The problem: Please list all lines of the material below in which the string "tests" occurs.

────────

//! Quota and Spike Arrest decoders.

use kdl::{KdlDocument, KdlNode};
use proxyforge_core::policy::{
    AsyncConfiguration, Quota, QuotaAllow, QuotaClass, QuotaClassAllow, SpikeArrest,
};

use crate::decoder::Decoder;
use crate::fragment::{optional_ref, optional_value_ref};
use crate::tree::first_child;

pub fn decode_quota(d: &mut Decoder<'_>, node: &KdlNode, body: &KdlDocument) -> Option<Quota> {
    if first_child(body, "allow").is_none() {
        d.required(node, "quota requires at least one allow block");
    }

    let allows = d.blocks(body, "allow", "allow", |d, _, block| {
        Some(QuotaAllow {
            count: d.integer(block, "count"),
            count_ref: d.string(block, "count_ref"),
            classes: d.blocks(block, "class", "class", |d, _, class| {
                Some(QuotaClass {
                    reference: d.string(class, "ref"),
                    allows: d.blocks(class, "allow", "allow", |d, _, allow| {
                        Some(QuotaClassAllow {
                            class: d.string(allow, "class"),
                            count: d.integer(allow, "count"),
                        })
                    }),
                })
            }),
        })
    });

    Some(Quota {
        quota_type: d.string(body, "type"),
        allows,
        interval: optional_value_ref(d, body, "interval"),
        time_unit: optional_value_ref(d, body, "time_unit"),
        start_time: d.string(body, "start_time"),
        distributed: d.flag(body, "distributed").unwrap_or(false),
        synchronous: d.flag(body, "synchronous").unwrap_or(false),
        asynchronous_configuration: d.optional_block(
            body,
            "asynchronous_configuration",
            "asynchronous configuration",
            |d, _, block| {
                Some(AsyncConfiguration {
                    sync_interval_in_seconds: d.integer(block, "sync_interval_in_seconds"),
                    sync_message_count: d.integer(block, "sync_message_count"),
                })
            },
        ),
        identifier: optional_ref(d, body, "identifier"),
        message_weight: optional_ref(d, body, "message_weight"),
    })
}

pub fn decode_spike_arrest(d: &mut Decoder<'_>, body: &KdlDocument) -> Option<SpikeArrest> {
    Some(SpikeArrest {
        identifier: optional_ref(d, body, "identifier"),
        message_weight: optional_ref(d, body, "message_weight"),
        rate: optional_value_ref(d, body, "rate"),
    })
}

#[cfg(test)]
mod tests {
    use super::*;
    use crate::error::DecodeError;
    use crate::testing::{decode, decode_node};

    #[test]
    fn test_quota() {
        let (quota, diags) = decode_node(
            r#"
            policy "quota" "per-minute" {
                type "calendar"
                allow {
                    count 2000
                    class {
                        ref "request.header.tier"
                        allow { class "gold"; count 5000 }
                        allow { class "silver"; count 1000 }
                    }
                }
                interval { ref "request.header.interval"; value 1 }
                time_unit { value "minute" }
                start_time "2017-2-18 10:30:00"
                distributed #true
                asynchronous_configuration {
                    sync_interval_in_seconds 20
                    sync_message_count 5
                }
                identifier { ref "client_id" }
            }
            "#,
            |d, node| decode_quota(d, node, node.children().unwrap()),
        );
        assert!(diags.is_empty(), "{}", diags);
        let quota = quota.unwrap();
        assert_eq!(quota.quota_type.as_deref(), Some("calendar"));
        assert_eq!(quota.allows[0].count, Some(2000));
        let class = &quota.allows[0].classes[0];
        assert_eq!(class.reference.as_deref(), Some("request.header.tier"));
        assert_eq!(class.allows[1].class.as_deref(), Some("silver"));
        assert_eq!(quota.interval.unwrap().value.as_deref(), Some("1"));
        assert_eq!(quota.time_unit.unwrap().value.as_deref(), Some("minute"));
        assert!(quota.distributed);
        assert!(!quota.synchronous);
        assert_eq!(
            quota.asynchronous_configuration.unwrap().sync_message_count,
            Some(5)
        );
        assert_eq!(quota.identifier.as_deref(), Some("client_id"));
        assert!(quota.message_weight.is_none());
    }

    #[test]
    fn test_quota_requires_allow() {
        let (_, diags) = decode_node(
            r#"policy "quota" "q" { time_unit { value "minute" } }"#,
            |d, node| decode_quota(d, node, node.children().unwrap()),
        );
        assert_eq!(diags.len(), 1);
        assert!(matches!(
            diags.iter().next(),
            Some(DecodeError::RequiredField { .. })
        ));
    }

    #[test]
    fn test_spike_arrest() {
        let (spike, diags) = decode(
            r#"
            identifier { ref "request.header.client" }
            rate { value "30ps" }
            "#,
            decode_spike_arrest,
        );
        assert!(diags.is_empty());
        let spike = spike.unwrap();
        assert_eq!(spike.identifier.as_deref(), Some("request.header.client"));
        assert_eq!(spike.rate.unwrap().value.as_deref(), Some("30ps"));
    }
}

────────

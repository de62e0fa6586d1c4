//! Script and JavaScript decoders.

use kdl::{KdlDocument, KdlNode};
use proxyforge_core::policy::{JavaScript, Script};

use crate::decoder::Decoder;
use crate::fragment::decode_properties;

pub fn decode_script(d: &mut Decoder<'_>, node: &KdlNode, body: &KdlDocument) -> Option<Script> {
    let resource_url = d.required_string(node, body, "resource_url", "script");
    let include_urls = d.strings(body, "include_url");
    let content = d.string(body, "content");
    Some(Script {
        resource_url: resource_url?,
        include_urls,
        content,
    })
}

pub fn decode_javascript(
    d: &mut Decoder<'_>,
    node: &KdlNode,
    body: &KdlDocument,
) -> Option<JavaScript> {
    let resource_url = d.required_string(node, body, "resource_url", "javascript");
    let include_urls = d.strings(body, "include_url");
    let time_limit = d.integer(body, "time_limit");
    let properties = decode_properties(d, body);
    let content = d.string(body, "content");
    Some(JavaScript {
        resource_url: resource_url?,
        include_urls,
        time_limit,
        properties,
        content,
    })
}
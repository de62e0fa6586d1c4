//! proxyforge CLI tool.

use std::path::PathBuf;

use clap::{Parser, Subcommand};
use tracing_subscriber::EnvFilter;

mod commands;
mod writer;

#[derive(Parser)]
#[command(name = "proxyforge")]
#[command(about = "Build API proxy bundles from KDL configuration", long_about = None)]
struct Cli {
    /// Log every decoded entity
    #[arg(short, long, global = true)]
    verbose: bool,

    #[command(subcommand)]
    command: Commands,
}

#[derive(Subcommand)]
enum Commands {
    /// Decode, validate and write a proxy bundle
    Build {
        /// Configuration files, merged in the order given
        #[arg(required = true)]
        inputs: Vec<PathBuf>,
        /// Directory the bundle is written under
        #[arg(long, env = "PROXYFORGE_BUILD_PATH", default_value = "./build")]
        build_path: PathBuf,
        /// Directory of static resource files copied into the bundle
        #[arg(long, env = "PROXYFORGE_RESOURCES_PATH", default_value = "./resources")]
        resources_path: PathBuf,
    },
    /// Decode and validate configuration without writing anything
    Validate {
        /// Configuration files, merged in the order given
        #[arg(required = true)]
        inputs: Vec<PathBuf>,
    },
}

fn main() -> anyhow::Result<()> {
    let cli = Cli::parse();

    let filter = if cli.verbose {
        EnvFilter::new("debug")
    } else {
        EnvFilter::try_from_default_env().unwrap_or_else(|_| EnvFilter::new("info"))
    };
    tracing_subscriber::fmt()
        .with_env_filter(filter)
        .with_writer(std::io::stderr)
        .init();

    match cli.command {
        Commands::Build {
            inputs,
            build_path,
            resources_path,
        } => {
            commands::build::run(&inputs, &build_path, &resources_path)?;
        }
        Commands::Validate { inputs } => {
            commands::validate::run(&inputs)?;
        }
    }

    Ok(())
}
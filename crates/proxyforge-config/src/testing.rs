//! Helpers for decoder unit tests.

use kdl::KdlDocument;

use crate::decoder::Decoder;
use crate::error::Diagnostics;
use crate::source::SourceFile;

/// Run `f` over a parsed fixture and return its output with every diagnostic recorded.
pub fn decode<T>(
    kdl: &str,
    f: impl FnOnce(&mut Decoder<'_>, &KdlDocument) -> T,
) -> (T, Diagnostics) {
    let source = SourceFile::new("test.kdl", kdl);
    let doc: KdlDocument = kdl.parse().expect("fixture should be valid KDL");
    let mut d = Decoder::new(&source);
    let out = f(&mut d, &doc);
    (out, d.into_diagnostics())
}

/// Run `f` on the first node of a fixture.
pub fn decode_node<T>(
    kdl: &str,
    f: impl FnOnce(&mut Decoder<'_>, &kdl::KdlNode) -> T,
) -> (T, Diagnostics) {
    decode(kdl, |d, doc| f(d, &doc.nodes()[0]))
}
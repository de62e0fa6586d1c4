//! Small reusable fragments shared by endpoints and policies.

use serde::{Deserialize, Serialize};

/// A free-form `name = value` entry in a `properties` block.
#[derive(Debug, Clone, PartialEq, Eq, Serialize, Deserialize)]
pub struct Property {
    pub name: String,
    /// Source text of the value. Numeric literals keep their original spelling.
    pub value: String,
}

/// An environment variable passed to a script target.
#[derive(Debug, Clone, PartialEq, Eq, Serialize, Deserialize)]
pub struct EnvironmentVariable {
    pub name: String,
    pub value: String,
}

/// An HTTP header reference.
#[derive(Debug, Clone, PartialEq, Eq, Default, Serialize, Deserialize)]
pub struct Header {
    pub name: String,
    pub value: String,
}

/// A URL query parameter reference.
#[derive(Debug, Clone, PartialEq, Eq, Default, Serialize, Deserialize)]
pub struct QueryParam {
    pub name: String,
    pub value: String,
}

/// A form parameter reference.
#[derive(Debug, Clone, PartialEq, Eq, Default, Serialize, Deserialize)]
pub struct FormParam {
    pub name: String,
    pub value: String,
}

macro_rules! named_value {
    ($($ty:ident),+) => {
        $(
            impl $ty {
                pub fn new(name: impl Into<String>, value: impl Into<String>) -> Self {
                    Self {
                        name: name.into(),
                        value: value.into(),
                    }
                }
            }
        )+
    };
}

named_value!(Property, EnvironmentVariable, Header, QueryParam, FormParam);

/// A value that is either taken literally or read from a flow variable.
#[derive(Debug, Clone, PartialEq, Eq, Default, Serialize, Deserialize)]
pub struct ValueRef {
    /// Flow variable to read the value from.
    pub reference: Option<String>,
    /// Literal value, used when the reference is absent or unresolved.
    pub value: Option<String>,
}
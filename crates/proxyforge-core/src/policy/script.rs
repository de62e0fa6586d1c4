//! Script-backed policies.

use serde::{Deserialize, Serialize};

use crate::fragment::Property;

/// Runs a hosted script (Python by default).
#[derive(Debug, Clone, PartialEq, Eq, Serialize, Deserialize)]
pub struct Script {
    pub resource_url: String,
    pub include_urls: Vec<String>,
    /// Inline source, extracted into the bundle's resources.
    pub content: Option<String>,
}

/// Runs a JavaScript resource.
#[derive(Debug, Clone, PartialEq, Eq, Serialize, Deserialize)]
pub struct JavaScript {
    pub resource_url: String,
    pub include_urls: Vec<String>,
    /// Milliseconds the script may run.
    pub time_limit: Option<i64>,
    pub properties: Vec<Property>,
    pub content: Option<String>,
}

────────

Answer box:
mod tests {
//! Helpers for decoder unit tests.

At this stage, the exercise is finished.